Top of Material for this exercise

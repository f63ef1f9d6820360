//! Client for the hosted analysis functions.

use std::time::Duration;

use alertchart_config::{AnalysisConfig, AnalysisMode};
use async_trait::async_trait;
use reqwest::Client;

use crate::error::AnalysisError;
use crate::parse::parse_result;
use crate::types::{AnalysisRequest, AnalysisResult};
use crate::AnalysisService;

/// Posts `{symbol, chartData}` to `{endpoint}/analyze-symbol` (or
/// `analyze-symbol-ultra`) and parses the reply. No retries.
#[derive(Debug, Clone)]
pub struct RemoteAnalyzer {
    endpoint: String,
    api_key: Option<String>,
    http: Client,
}

impl RemoteAnalyzer {
    pub fn new(endpoint: impl Into<String>, timeout: Duration) -> Result<Self, AnalysisError> {
        let http = Client::builder().timeout(timeout).build()?;
        Ok(Self {
            endpoint: endpoint.into().trim_end_matches('/').to_string(),
            api_key: None,
            http,
        })
    }

    /// Build from the `[analysis]` section; `None` when no endpoint is set.
    pub fn from_config(
        config: &AnalysisConfig,
        timeout: Duration,
    ) -> Option<Result<Self, AnalysisError>> {
        let endpoint = config.endpoint.as_deref()?;
        Some(Self::new(endpoint, timeout).map(|a| a.with_api_key(config.api_key.clone())))
    }

    pub fn with_api_key(mut self, api_key: Option<String>) -> Self {
        self.api_key = api_key;
        self
    }

    pub fn function_url(&self, mode: AnalysisMode) -> String {
        let function = match mode {
            AnalysisMode::Normal => "analyze-symbol",
            AnalysisMode::Ultra => "analyze-symbol-ultra",
        };
        format!("{}/{function}", self.endpoint)
    }
}

#[async_trait]
impl AnalysisService for RemoteAnalyzer {
    fn name(&self) -> &str {
        "remote"
    }

    async fn analyze(&self, request: &AnalysisRequest) -> Result<AnalysisResult, AnalysisError> {
        if request.candles.is_empty() {
            return Err(AnalysisError::NoData);
        }

        let url = self.function_url(request.mode);
        log::debug!("POST {} ({} candles)", url, request.candles.len());

        let mut builder = self.http.post(&url).json(&request.body());
        if let Some(key) = &self.api_key {
            builder = builder.bearer_auth(key);
        }
        let response = builder.send().await?;
        let status = response.status();
        let body = response.text().await?;

        match parse_result(&body) {
            Ok(result) if status.is_success() => Ok(result),
            Ok(_) => Err(AnalysisError::Service(format!("HTTP {status}"))),
            Err(AnalysisError::Parse(_)) if !status.is_success() => {
                Err(AnalysisError::Service(format!("HTTP {status}: {body}")))
            }
            Err(e) => Err(e),
        }
    }
}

Bottom of Material for this exercise

-- What this task involves --
Output the full listing exactly as given.

-- Written response --
repository f63ef1f9d6820360
//! Client for the hosted analysis functions.

use std::time::Duration;

use alertchart_config::{AnalysisConfig, AnalysisMode};
use async_trait::async_trait;
use reqwest::Client;

use crate::error::AnalysisError;
use crate::parse::parse_result;
use crate::types::{AnalysisRequest, AnalysisResult};
use crate::AnalysisService;

/// Posts `{symbol, chartData}` to `{endpoint}/analyze-symbol` (or
/// `analyze-symbol-ultra`) and parses the reply. No retries.
#[derive(Debug, Clone)]
pub struct RemoteAnalyzer {
    endpoint: String,
    api_key: Option<String>,
    http: Client,
}

impl RemoteAnalyzer {
    pub fn new(endpoint: impl Into<String>, timeout: Duration) -> Result<Self, AnalysisError> {
        let http = Client::builder().timeout(timeout).build()?;
        Ok(Self {
            endpoint: endpoint.into().trim_end_matches('/').to_string(),
            api_key: None,
            http,
        })
    }

    /// Build from the `[analysis]` section; `None` when no endpoint is set.
    pub fn from_config(
        config: &AnalysisConfig,
        timeout: Duration,
    ) -> Option<Result<Self, AnalysisError>> {
        let endpoint = config.endpoint.as_deref()?;
        Some(Self::new(endpoint, timeout).map(|a| a.with_api_key(config.api_key.clone())))
    }

    pub fn with_api_key(mut self, api_key: Option<String>) -> Self {
        self.api_key = api_key;
        self
    }

    pub fn function_url(&self, mode: AnalysisMode) -> String {
        let function = match mode {
            AnalysisMode::Normal => "analyze-symbol",
            AnalysisMode::Ultra => "analyze-symbol-ultra",
        };
        format!("{}/{function}", self.endpoint)
    }
}

#[async_trait]
impl AnalysisService for RemoteAnalyzer {
    fn name(&self) -> &str {
        "remote"
    }

    async fn analyze(&self, request: &AnalysisRequest) -> Result<AnalysisResult, AnalysisError> {
        if request.candles.is_empty() {
            return Err(AnalysisError::NoData);
        }

        let url = self.function_url(request.mode);
        log::debug!("POST {} ({} candles)", url, request.candles.len());

        let mut builder = self.http.post(&url).json(&request.body());
        if let Some(key) = &self.api_key {
            builder = builder.bearer_auth(key);
        }
        let response = builder.send().await?;
        let status = response.status();
        let body = response.text().await?;

        match parse_result(&body) {
            Ok(result) if status.is_success() => Ok(result),
            Ok(_) => Err(AnalysisError::Service(format!("HTTP {status}"))),
            Err(AnalysisError::Parse(_)) if !status.is_success() => {
                Err(AnalysisError::Service(format!("HTTP {status}: {body}")))
            }
            Err(e) => Err(e),
        }
    }
}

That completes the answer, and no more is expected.